On the other hand, vowel length is indeed an important phonemic factor in certain languages, meaning vowel length can change word-meanings, for example in Arabic, Czech, Dravidian languages (such as Tamil), some Finno-Ugric languages (such as Finnish and Estonian), Japanese, Kyrgyz, Samoan, and Xhosa. Some languages in the past likely had the distinction even though their modern descendants do not, with an example being Latin versus its descendent Romance languages like Spanish and French. Length also plays a lesser phonetic role in Cantonese, unlike in other varieties of Chinese, which do not have phonemic vowel length distinctions.

Whether vowel length alone changes word-meanings in English depends on the particular dialect; it is able to do so in a few non-rhotic dialects, such as Australian English, Lunenburg English, New Zealand English, South African English, and possibly some (vernacular) English of Southern England. For instance, vowel length can distinguish park //paːk// from puck //pak// in Australian and New Zealand English, or bared //beːd// from bed //bed// in any of these dialects. Phonemic vowel length perhaps marginally occurs in a few rhotic dialects too, such as Scottish English and Northern Irish English (see Scottish vowel length rule).

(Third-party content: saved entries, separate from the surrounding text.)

/// Link to-one relationships that arrived as bare foreign-key columns.
///
/// For each constructed instance whose to-one relationship is not loaded,
/// the relationship's identity-key pairing maps local column values onto the
/// related primary key; when the reconstructed key is in the identity map,
/// the relationship points at that shared instance.
fn backfill_relations(
    cache: &MetaCache,
    constructed: &[(Arc<ModelInfo>, EntityRef)],
    identity_map: &HashMap<IdentityKey, EntityRef>,
) {
    for (info, entity_ref) in constructed {
        for relation in info.relations() {
            if relation.kind().is_to_many() {
                continue;
            }
            if entity_ref.borrow().relation(relation.name()).is_some() {
                continue;
            }
            let pairs = relation.pairs_for_identity_key();
            if pairs.is_empty() {
                continue;
            }
            let Some(related_info) = cache.get(relation.target()) else {
                continue;
            };
            let mut remote_values: HashMap<String, Value> = HashMap::new();
            let mut complete = true;
            {
                let entity = entity_ref.borrow();
                for (local, remote) in &pairs {
                    match entity.get(local) {
                        Some(value) if !value.is_null() => {
                            remote_values.insert(remote.clone(), value.clone());
                        }
                        _ => {
                            complete = false;
                            break;
                        }
                    }
                }
            }
            if !complete {
                continue;
            }
            let Some(key) = related_info.identity_key_from_dict(&remote_values) else {
                continue;
            };
            if let Some(target) = identity_map.get(&key) {
                tracing::debug!(
                    model = %info.class(),
                    relation = relation.name(),
                    target = %key,
                    "Backfilled relationship from foreign-key columns"
                );
                entity_ref
                    .borrow_mut()
                    .set_relation(relation.name(), RelationValue::One(Some(Rc::clone(target))));
            }
        }
    }
}
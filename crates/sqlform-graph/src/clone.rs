//! Graph cloning.
//!
//! A clone is a new unpersisted instance: scalar attributes copy over except
//! the primary key columns and every relationship's local foreign-key
//! columns, so the clone has no identity and points at nothing until the
//! caller says otherwise. Relationships clone only when requested through a
//! [`CloneSpec`]; each traversal removes its spec before recursing, which
//! terminates cyclic graphs.

use std::collections::{HashMap, HashSet};

use sqlform_core::error::Result;
use sqlform_core::instance::{Entity, EntityRef, RelationValue};
use sqlform_core::mapper::EntityKey;
use sqlform_core::value::Value;
use sqlform_meta::cache::MetaCache;

/// One relationship to clone along with its owner, plus per-relation value
/// overrides applied to every cloned target.
#[derive(Debug, Clone)]
pub struct CloneSpec {
    /// Class the relationship is declared on.
    pub model: EntityKey,
    /// Relationship attribute name.
    pub relation: String,
    /// Attribute values forced onto each cloned target.
    pub overrides: HashMap<String, Value>,
}

impl CloneSpec {
    /// Create a spec with no overrides.
    pub fn new(model: impl Into<EntityKey>, relation: impl Into<String>) -> Self {
        Self {
            model: model.into(),
            relation: relation.into(),
            overrides: HashMap::new(),
        }
    }

    /// Force an attribute value onto each cloned target.
    #[must_use]
    pub fn override_value(mut self, name: impl Into<String>, value: Value) -> Self {
        self.overrides.insert(name.into(), value);
        self
    }

    /// Whether this spec names the given class and attribute.
    #[must_use]
    pub fn matches(&self, model: &EntityKey, relation: &str) -> bool {
        self.model == *model && self.relation == relation
    }
}

/// Clone an entity (and the requested slice of its graph).
///
/// `overrides` are applied to the root clone after copying; per-relation
/// overrides come from the matching [`CloneSpec`]. The clone's identity key
/// is always unset.
pub fn clone_entity(
    instance: &EntityRef,
    cache: &MetaCache,
    specs: &[CloneSpec],
    overrides: &HashMap<String, Value>,
) -> Result<EntityRef> {
    let entity = instance.borrow();
    let info = cache.get_or_build(entity.class())?;

    let skip: HashSet<String> = info
        .primary_keys()
        .into_iter()
        .chain(info.relations().iter().flat_map(|relation| {
            relation
                .local_columns()
                .into_iter()
                .map(str::to_string)
                .collect::<Vec<_>>()
        }))
        .collect();

    let mut clone = Entity::new(entity.class().clone());
    for column in info.columns() {
        if skip.contains(column.name()) {
            continue;
        }
        if let Some(value) = entity.get(column.name()) {
            clone.set(column.name(), value.clone());
        }
    }
    for (name, value) in entity.composites() {
        clone.set_composite(name.clone(), value.clone());
    }
    for (name, value) in overrides {
        clone.set(name.clone(), value.clone());
    }
    let clone_ref = clone.into_ref();

    for relation in info.relations() {
        let Some(spec) = specs
            .iter()
            .find(|spec| spec.matches(entity.class(), relation.name()))
        else {
            continue;
        };
        let Some(value) = entity.relation(relation.name()) else {
            continue;
        };
        let remaining: Vec<CloneSpec> = specs
            .iter()
            .filter(|s| !s.matches(entity.class(), relation.name()))
            .cloned()
            .collect();
        let cloned = match value {
            RelationValue::One(None) => RelationValue::One(None),
            RelationValue::One(Some(target)) => RelationValue::One(Some(clone_entity(
                target,
                cache,
                &remaining,
                &spec.overrides,
            )?)),
            RelationValue::Many(targets) => RelationValue::Many(
                targets
                    .iter()
                    .map(|target| clone_entity(target, cache, &remaining, &spec.overrides))
                    .collect::<Result<Vec<_>>>()?,
            ),
        };
        clone_ref
            .borrow_mut()
            .set_relation(relation.name(), cloned);
    }

    Ok(clone_ref)
}
//! Cached model descriptors for SQLForm Rust.
//!
//! `sqlform-meta` is the **reflection engine**: it turns the mapper
//! definitions the host persistence layer registers into cached, shared
//! descriptors that answer every metadata question the form and graph layers
//! ask.
//!
//! # Role In The Architecture
//!
//! - [`MetaCache`] guarantees exactly one [`ModelInfo`] per mapped class and
//!   keeps descriptors current through mapper-configured events.
//! - [`ColumnInfo`], [`CompositeInfo`], and [`RelationInfo`] are the per-field
//!   descriptors: specialization dispatch, label/required derivation, the
//!   composite cleaning cascade, and identity-key column pairing.
//! - [`ModelInfo`] aggregates them and adds identity-key resolution and the
//!   model-wide validation cascade.
//! - [`ValidationRunner`] is the standalone run-everything accumulator.
//!
//! # Example
//!
//! ```
//! use std::sync::Arc;
//! use sqlform_core::{ColumnDef, LogicalType, MapperDef, MapperRegistry, TableDef};
//! use sqlform_meta::{EntityKey, MetaCache};
//!
//! let registry = Arc::new(MapperRegistry::new());
//! registry.register(MapperDef::new(
//!     "Owner",
//!     TableDef::new("owners")
//!         .column(ColumnDef::new("id", LogicalType::Integer).primary_key())
//!         .column(ColumnDef::new("first_name", LogicalType::Text)),
//! ));
//!
//! let cache = MetaCache::new(registry);
//! let info = cache.get_or_build(&EntityKey::new("Owner")).unwrap();
//! assert_eq!(info.primary_keys(), vec!["id"]);
//! assert_eq!(info.column("first_name").unwrap().label(), "First name");
//! ```

pub mod cache;
pub mod column;
pub mod composite;
pub mod identity;
pub mod model;
pub mod relation;
pub mod runner;

pub use cache::{MetaCache, MetaTarget};
pub use column::{
    ColumnInfo, ColumnKind, FieldOptions, SpecializationRegistry, SpecializationRule,
    default_rules, derive_label, specialization_registry,
};
pub use composite::CompositeInfo;
pub use identity::{IdentityKey, PrimaryKey};
pub use model::{FieldRef, ModelInfo};
pub use relation::RelationInfo;
pub use runner::ValidationRunner;

// Re-exported so descriptor consumers rarely need sqlform-core directly.
pub use sqlform_core::mapper::EntityKey;
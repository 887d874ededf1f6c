//! Logical-type coercion.
//!
//! Converts raw attribute input into the canonical [`Value`] form for a
//! [`LogicalType`]. Column cleaning, form cleaning, and graph
//! deserialization all funnel through here so the canonical forms stay
//! consistent. Failures are [`ValidationError`]s with stable codes, never
//! panics.

use crate::error::ValidationError;
use crate::types::{EnumDef, LogicalType};
use crate::validators::matches_pattern;
use crate::value::Value;

const DATE_SHAPE: &str = r"^\d{4}-\d{2}-\d{2}$";
const TIME_SHAPE: &str = r"^\d{2}:\d{2}(:\d{2})?$";
const DATETIME_SHAPE: &str = r"^\d{4}-\d{2}-\d{2}[T ]\d{2}:\d{2}(:\d{2})?$";
const DECIMAL_SHAPE: &str = r"^[+-]?\d+(\.\d+)?$";
const UUID_SHAPE: &str =
    r"^[0-9a-fA-F]{8}-[0-9a-fA-F]{4}-[0-9a-fA-F]{4}-[0-9a-fA-F]{4}-[0-9a-fA-F]{12}$";

/// Coerce a raw value to the canonical form for `logical_type`.
///
/// `Null` passes through untouched; requiredness is the caller's concern.
pub fn coerce(value: &Value, logical_type: &LogicalType) -> Result<Value, ValidationError> {
    if value.is_null() {
        return Ok(Value::Null);
    }
    match logical_type {
        LogicalType::String { .. } | LogicalType::Text => coerce_text(value),
        LogicalType::SmallInteger | LogicalType::Integer | LogicalType::BigInteger => {
            coerce_integer(value)
        }
        LogicalType::Float
        | LogicalType::Numeric {
            asdecimal: false, ..
        } => coerce_float(value),
        LogicalType::Numeric {
            asdecimal: true, ..
        } => coerce_decimal(value),
        LogicalType::Boolean => coerce_boolean(value),
        LogicalType::Date => coerce_date(value),
        LogicalType::DateTime => coerce_datetime(value),
        LogicalType::Time => coerce_time(value),
        LogicalType::Interval => coerce_interval(value),
        LogicalType::Enum(def) => coerce_enum(value, def),
        LogicalType::Uuid => coerce_uuid(value),
        LogicalType::Json => coerce_json(value),
        LogicalType::Binary => coerce_binary(value),
        LogicalType::Array(elem) => coerce_array(value, elem),
    }
}

fn invalid(message: &str, code: &str) -> ValidationError {
    ValidationError::coded(message, code)
}

fn coerce_text(value: &Value) -> Result<Value, ValidationError> {
    match value {
        Value::Text(_) => Ok(value.clone()),
        Value::Int(_) | Value::Float(_) | Value::Bool(_) | Value::Decimal(_) => {
            Ok(Value::Text(value.to_string()))
        }
        _ => Err(invalid("enter a valid string", "invalid")),
    }
}

fn coerce_integer(value: &Value) -> Result<Value, ValidationError> {
    match value {
        Value::Int(_) => Ok(value.clone()),
        Value::Float(f) if f.fract() == 0.0 => Ok(Value::Int(*f as i64)),
        Value::Text(s) => s
            .trim()
            .parse::<i64>()
            .map(Value::Int)
            .map_err(|_| invalid("enter a whole number", "invalid")),
        _ => Err(invalid("enter a whole number", "invalid")),
    }
}

fn coerce_float(value: &Value) -> Result<Value, ValidationError> {
    match value {
        Value::Float(_) => Ok(value.clone()),
        Value::Int(i) => Ok(Value::Float(*i as f64)),
        Value::Decimal(s) => s
            .parse::<f64>()
            .map(Value::Float)
            .map_err(|_| invalid("enter a number", "invalid")),
        Value::Text(s) => s
            .trim()
            .parse::<f64>()
            .map(Value::Float)
            .map_err(|_| invalid("enter a number", "invalid")),
        _ => Err(invalid("enter a number", "invalid")),
    }
}

fn coerce_decimal(value: &Value) -> Result<Value, ValidationError> {
    match value {
        Value::Decimal(_) => Ok(value.clone()),
        Value::Int(i) => Ok(Value::Decimal(i.to_string())),
        Value::Float(f) if f.is_finite() => Ok(Value::Decimal(f.to_string())),
        Value::Text(s) if matches_pattern(s.trim(), DECIMAL_SHAPE) => {
            Ok(Value::Decimal(s.trim().to_string()))
        }
        _ => Err(invalid("enter a number", "invalid")),
    }
}

fn coerce_boolean(value: &Value) -> Result<Value, ValidationError> {
    match value {
        Value::Bool(_) => Ok(value.clone()),
        Value::Int(0) => Ok(Value::Bool(false)),
        Value::Int(1) => Ok(Value::Bool(true)),
        Value::Text(s) => match s.trim().to_lowercase().as_str() {
            "true" | "1" | "on" | "yes" => Ok(Value::Bool(true)),
            "false" | "0" | "off" | "no" => Ok(Value::Bool(false)),
            _ => Err(invalid("enter a valid boolean", "invalid")),
        },
        _ => Err(invalid("enter a valid boolean", "invalid")),
    }
}

fn coerce_date(value: &Value) -> Result<Value, ValidationError> {
    match value {
        Value::Date(_) => Ok(value.clone()),
        Value::DateTime(s) => s
            .get(..10)
            .map(|d| Value::Date(d.to_string()))
            .ok_or_else(|| invalid("enter a valid date", "invalid")),
        Value::Text(s) if matches_pattern(s.trim(), DATE_SHAPE) => {
            Ok(Value::Date(s.trim().to_string()))
        }
        _ => Err(invalid("enter a valid date", "invalid")),
    }
}

fn coerce_datetime(value: &Value) -> Result<Value, ValidationError> {
    match value {
        Value::DateTime(_) => Ok(value.clone()),
        Value::Date(s) => Ok(Value::DateTime(format!("{s}T00:00:00"))),
        Value::Text(s) if matches_pattern(s.trim(), DATETIME_SHAPE) => {
            let mut canonical = s.trim().replace(' ', "T");
            // Seconds are optional on input; the canonical form carries them.
            if canonical.len() == 16 {
                canonical.push_str(":00");
            }
            Ok(Value::DateTime(canonical))
        }
        Value::Text(s) if matches_pattern(s.trim(), DATE_SHAPE) => {
            Ok(Value::DateTime(format!("{}T00:00:00", s.trim())))
        }
        _ => Err(invalid("enter a valid date/time", "invalid")),
    }
}

fn coerce_time(value: &Value) -> Result<Value, ValidationError> {
    match value {
        Value::Time(_) => Ok(value.clone()),
        Value::Text(s) if matches_pattern(s.trim(), TIME_SHAPE) => {
            let mut canonical = s.trim().to_string();
            if canonical.len() == 5 {
                canonical.push_str(":00");
            }
            Ok(Value::Time(canonical))
        }
        _ => Err(invalid("enter a valid time", "invalid")),
    }
}

fn coerce_interval(value: &Value) -> Result<Value, ValidationError> {
    match value {
        Value::Duration(_) => Ok(value.clone()),
        Value::Int(seconds) => seconds
            .checked_mul(1_000_000)
            .map(Value::Duration)
            .ok_or_else(|| invalid("enter a valid duration", "invalid")),
        Value::Float(seconds) if seconds.is_finite() => {
            let micros = seconds * 1_000_000.0;
            if micros < i64::MIN as f64 || micros > i64::MAX as f64 {
                return Err(invalid("enter a valid duration", "invalid"));
            }
            Ok(Value::Duration(micros as i64))
        }
        Value::Text(s) => parse_duration(s.trim())
            .map(Value::Duration)
            .ok_or_else(|| invalid("enter a valid duration", "invalid")),
        _ => Err(invalid("enter a valid duration", "invalid")),
    }
}

fn coerce_enum(value: &Value, def: &EnumDef) -> Result<Value, ValidationError> {
    let raw = match value {
        Value::Text(s) => s.clone(),
        Value::Int(i) => i.to_string(),
        _ => {
            return Err(invalid(
                "select a valid choice",
                "invalid_choice",
            ));
        }
    };
    match def {
        EnumDef::Values(values) => {
            if values.iter().any(|v| *v == raw) {
                Ok(Value::Text(raw))
            } else {
                Err(invalid(
                    &format!("`{raw}` is not one of the available choices"),
                    "invalid_choice",
                ))
            }
        }
        EnumDef::Typed(def) => {
            // Values coerce to their variant; names are the canonical form.
            if let Some(variant) = def.by_value(&raw) {
                Ok(Value::Text(variant.name.clone()))
            } else if def.by_name(&raw).is_some() {
                Ok(Value::Text(raw))
            } else {
                Err(invalid(
                    &format!("`{raw}` is not a member of {}", def.name),
                    "invalid_choice",
                ))
            }
        }
    }
}

fn coerce_uuid(value: &Value) -> Result<Value, ValidationError> {
    match value {
        Value::Uuid(_) => Ok(value.clone()),
        Value::Text(s) if matches_pattern(s.trim(), UUID_SHAPE) => {
            Ok(Value::Uuid(s.trim().to_lowercase()))
        }
        _ => Err(invalid("enter a valid UUID", "invalid")),
    }
}

fn coerce_json(value: &Value) -> Result<Value, ValidationError> {
    match value {
        Value::Json(_) => Ok(value.clone()),
        Value::Text(s) => serde_json::from_str(s)
            .map(Value::Json)
            .map_err(|_| invalid("enter valid JSON", "invalid")),
        other => Ok(Value::Json(other.to_json())),
    }
}

fn coerce_binary(value: &Value) -> Result<Value, ValidationError> {
    match value {
        Value::Bytes(_) => Ok(value.clone()),
        Value::Text(s) => Ok(Value::Bytes(s.clone().into_bytes())),
        _ => Err(invalid("enter valid binary data", "invalid")),
    }
}

fn coerce_array(value: &Value, elem: &LogicalType) -> Result<Value, ValidationError> {
    match value {
        Value::Array(items) => {
            let coerced: Result<Vec<Value>, ValidationError> =
                items.iter().map(|item| coerce(item, elem)).collect();
            Ok(Value::Array(coerced?))
        }
        _ => Err(invalid("enter a list of values", "invalid")),
    }
}

/// Parse a duration string into whole microseconds.
///
/// Accepted forms: `[-][D ]HH:MM[:SS[.ffffff]]` or a plain number of
/// seconds.
#[must_use]
pub fn parse_duration(input: &str) -> Option<i64> {
    let (negative, body) = match input.strip_prefix('-') {
        Some(rest) => (true, rest),
        None => (false, input),
    };

    let micros = if let Ok(seconds) = body.parse::<i64>() {
        seconds.checked_mul(1_000_000)?
    } else if let Ok(seconds) = body.parse::<f64>() {
        if !seconds.is_finite() {
            return None;
        }
        (seconds * 1_000_000.0) as i64
    } else {
        let (days, clock) = match body.split_once(' ') {
            Some((d, rest)) => (d.parse::<i64>().ok()?, rest),
            None => (0, body),
        };
        let mut parts = clock.split(':');
        let hours = parts.next()?.parse::<i64>().ok()?;
        let minutes = parts.next()?.parse::<i64>().ok()?;
        let seconds_part = parts.next().unwrap_or("0");
        if parts.next().is_some() {
            return None;
        }
        let seconds = seconds_part.parse::<f64>().ok()?;
        if !(0.0..60.0).contains(&seconds) || !(0..60).contains(&minutes) {
            return None;
        }
        let whole = days * 86_400 + hours * 3_600 + minutes * 60;
        whole.checked_mul(1_000_000)? + (seconds * 1_000_000.0) as i64
    };

    Some(if negative { -micros } else { micros })
}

Languages that do distinguish vowel length phonemically usually only distinguish between short vowels and long vowels. Very few languages distinguish three phonemic vowel lengths; some that do so are Estonian, Luiseño, and Mixe. However, languages with two vowel lengths may permit words in which two adjacent vowels are of the same quality: Japanese ほうおう, hōō, "phoenix", or Ancient Greek ἀάατος /[a.áː.a.tos]/, "inviolable". Some languages that do not ordinarily have phonemic vowel length but permit vowel hiatus may similarly exhibit sequences of identical vowel phonemes that yield phonetically long vowels, such as Georgian გააადვილებ, gaaadvileb /ka/, "you will facilitate it".

==Related features==
Stress is often reinforced by allophonic vowel length, especially when it is lexical. For example, French long vowels are always in stressed syllables. Finnish, a language with two phonemic lengths, indicates the stress by adding allophonic length, which gives four distinctive lengths and five physical lengths: short and long stressed vowels, short and long unstressed vowels, and a half-long vowel, which is a short vowel found in a syllable immediately preceded by a stressed short vowel: i-so.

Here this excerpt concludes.